▶ _TASK PROMPT_
Which lines run from the start of the data below to the line containing "committed free-hand stroke."? Set them down exactly, with none added.

(THE RECORDS Opens)

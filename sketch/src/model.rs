//! Sketch data model: paths, images, tokens, and the state that owns them.
//!
//! These types are the JSON wire shape as well as the in-memory shape. Field
//! names serialize in camelCase so a [`SketchSnapshot`] produced here is the
//! exact `sketchUpdate` payload peers and the persistence layer expect.

#[cfg(test)]
#[path = "model_test.rs"]
mod model_test;

use serde::{Deserialize, Serialize};
use uuid::Uuid;

use crate::events::SketchEvent;
use crate::geometry::Bounds;
use crate::surface::Point;

/// Unique identifier for a path, image, token, participant or sketch.
pub type ItemId = Uuid;

/// A committed free-hand stroke.
#[derive(Debug, Clone, PartialEq, Serialize, Deserialize)]
#[serde(rename_all = "camelCase")]
pub struct DrawingPath {
    pub id: ItemId,
    /// SVG path data, `"M x y L x y ..."`.
    pub stroke_data: String,
    pub color: String,
    pub width: f64,
}

impl DrawingPath {
    #[must_use]
    pub fn new(stroke_data: impl Into<String>, color: impl Into<String>, width: f64) -> Self {
        Self { id: Uuid::new_v4(), stroke_data: stroke_data.into(), color: color.into(), width }
    }
}

/// A placed image. Later images paint above earlier ones.
#[derive(Debug, Clone, PartialEq, Serialize, Deserialize)]
#[serde(rename_all = "camelCase")]
pub struct ImageItem {
    pub id: ItemId,
    /// Position in `SketchState::images`; kept equal to the vector index.
    pub index: usize,
    pub url: String,
    pub x: f64,
    pub y: f64,
    pub width: f64,
    /// Unknown until the natural aspect ratio has been reported.
    #[serde(default, skip_serializing_if = "Option::is_none")]
    pub height: Option<f64>,
}

impl ImageItem {
    /// Bounds of the image, or `None` while its height is unresolved.
    #[must_use]
    pub fn bounds(&self) -> Option<Bounds> {
        self.height.map(|height| Bounds::new(self.x, self.y, self.width, height))
    }

    #[must_use]
    pub fn origin(&self) -> Point {
        Point::new(self.x, self.y)
    }
}

/// Which side of a token its name tooltip is shown on.
#[derive(Debug, Clone, Copy, PartialEq, Eq, Default, Serialize, Deserialize)]
#[serde(rename_all = "lowercase")]
pub enum TooltipPlacement {
    #[default]
    Top,
    Bottom,
    Left,
    Right,
}

/// Weak link from a token to a participant and, optionally, their character.
///
/// Only ids and cached display names are held; the participant may leave or
/// rename without the token noticing.
#[derive(Debug, Clone, PartialEq, Eq, Serialize, Deserialize)]
#[serde(rename_all = "camelCase")]
pub struct AttachedRef {
    pub user_id: ItemId,
    pub user_name: String,
    #[serde(default, skip_serializing_if = "Option::is_none")]
    pub character_id: Option<ItemId>,
    #[serde(default, skip_serializing_if = "Option::is_none")]
    pub character_name: Option<String>,
}

impl AttachedRef {
    /// Build the attachment for a session participant.
    #[must_use]
    pub fn for_participant(participant: &Participant) -> Self {
        Self {
            user_id: participant.id,
            user_name: participant.name.clone(),
            character_id: participant.character.as_ref().map(|c| c.id),
            character_name: participant.character.as_ref().map(|c| c.name.clone()),
        }
    }
}

/// A movable marker on the surface.
#[derive(Debug, Clone, PartialEq, Serialize, Deserialize)]
#[serde(rename_all = "camelCase")]
pub struct TokenItem {
    pub id: ItemId,
    /// Position in `SketchState::tokens`; kept equal to the vector index.
    pub index: usize,
    pub color: String,
    #[serde(default)]
    pub attached_data: Option<AttachedRef>,
    pub x: f64,
    pub y: f64,
    #[serde(default)]
    pub tooltip_placement: TooltipPlacement,
}

impl TokenItem {
    /// Whether this token is attached to `participant_id`.
    #[must_use]
    pub fn is_attached_to(&self, participant_id: ItemId) -> bool {
        self.attached_data.as_ref().is_some_and(|a| a.user_id == participant_id)
    }

    #[must_use]
    pub fn origin(&self) -> Point {
        Point::new(self.x, self.y)
    }
}

/// A participant's character, as reported by session membership.
#[derive(Debug, Clone, PartialEq, Eq, Serialize, Deserialize)]
#[serde(rename_all = "camelCase")]
pub struct CharacterRef {
    pub id: ItemId,
    pub name: String,
}

/// A session participant.
#[derive(Debug, Clone, PartialEq, Eq, Serialize, Deserialize)]
#[serde(rename_all = "camelCase")]
pub struct Participant {
    pub id: ItemId,
    pub name: String,
    #[serde(default)]
    pub character: Option<CharacterRef>,
}

/// Live state of one sketch, including its local undo log.
#[derive(Debug, Clone, Default, PartialEq, Serialize, Deserialize)]
#[serde(rename_all = "camelCase")]
pub struct SketchState {
    pub displayed: bool,
    pub paths: Vec<DrawingPath>,
    pub images: Vec<ImageItem>,
    pub tokens: Vec<TokenItem>,
    #[serde(skip)]
    pub events: Vec<SketchEvent>,
}

impl SketchState {
    /// Rebuild live state from a snapshot. The log starts empty.
    #[must_use]
    pub fn from_snapshot(snapshot: SketchSnapshot) -> Self {
        let SketchSnapshot { displayed, paths, images, tokens } = snapshot;
        let mut state = Self { displayed, paths, images, tokens, events: Vec::new() };
        state.reindex();
        state
    }

    /// Copy of the shareable part of the state.
    #[must_use]
    pub fn snapshot(&self) -> SketchSnapshot {
        SketchSnapshot {
            displayed: self.displayed,
            paths: self.paths.clone(),
            images: self.images.clone(),
            tokens: self.tokens.clone(),
        }
    }

    /// `images[i].index == i` and `tokens[i].index == i` for every `i`.
    #[must_use]
    pub fn indices_consistent(&self) -> bool {
        self.images.iter().enumerate().all(|(i, image)| image.index == i)
            && self.tokens.iter().enumerate().all(|(i, token)| token.index == i)
    }

    /// Rewrite every `index` field from vector position.
    pub fn reindex(&mut self) {
        for (i, image) in self.images.iter_mut().enumerate() {
            image.index = i;
        }
        for (i, token) in self.tokens.iter_mut().enumerate() {
            token.index = i;
        }
    }

    #[must_use]
    pub fn image(&self, id: ItemId) -> Option<&ImageItem> {
        self.images.iter().find(|i| i.id == id)
    }

    #[must_use]
    pub fn token(&self, id: ItemId) -> Option<&TokenItem> {
        self.tokens.iter().find(|t| t.id == id)
    }

    #[must_use]
    pub fn path(&self, id: ItemId) -> Option<&DrawingPath> {
        self.paths.iter().find(|p| p.id == id)
    }

    /// Tokens attached to `participant_id`, in creation order.
    pub fn tokens_attached_to(&self, participant_id: ItemId) -> impl Iterator<Item = &TokenItem> {
        self.tokens.iter().filter(move |t| t.is_attached_to(participant_id))
    }
}

/// Shareable sketch state: everything except the undo log.
///
/// This is the `sketchUpdate` payload and the persisted `data` of a
/// [`UserSketch`].
#[derive(Debug, Clone, Default, PartialEq, Serialize, Deserialize)]
#[serde(rename_all = "camelCase")]
pub struct SketchSnapshot {
    #[serde(default)]
    pub displayed: bool,
    #[serde(default)]
    pub paths: Vec<DrawingPath>,
    #[serde(default)]
    pub images: Vec<ImageItem>,
    #[serde(default)]
    pub tokens: Vec<TokenItem>,
}

/// A named snapshot saved by a user.
#[derive(Debug, Clone, PartialEq, Serialize, Deserialize)]
#[serde(rename_all = "camelCase")]
pub struct UserSketch {
    pub id: ItemId,
    pub user_id: ItemId,
    pub name: String,
    pub data: SketchSnapshot,
}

(THE RECORDS Closes)

▶ _RESULT OF THE TASK_
filename sketch/src/model.rs
//! Sketch data model: paths, images, tokens, and the state that owns them.
//!
//! These types are the JSON wire shape as well as the in-memory shape. Field
//! names serialize in camelCase so a [`SketchSnapshot`] produced here is the
//! exact `sketchUpdate` payload peers and the persistence layer expect.

#[cfg(test)]
#[path = "model_test.rs"]
mod model_test;

use serde::{Deserialize, Serialize};
use uuid::Uuid;

use crate::events::SketchEvent;
use crate::geometry::Bounds;
use crate::surface::Point;

/// Unique identifier for a path, image, token, participant or sketch.
pub type ItemId = Uuid;

/// A committed free-hand stroke.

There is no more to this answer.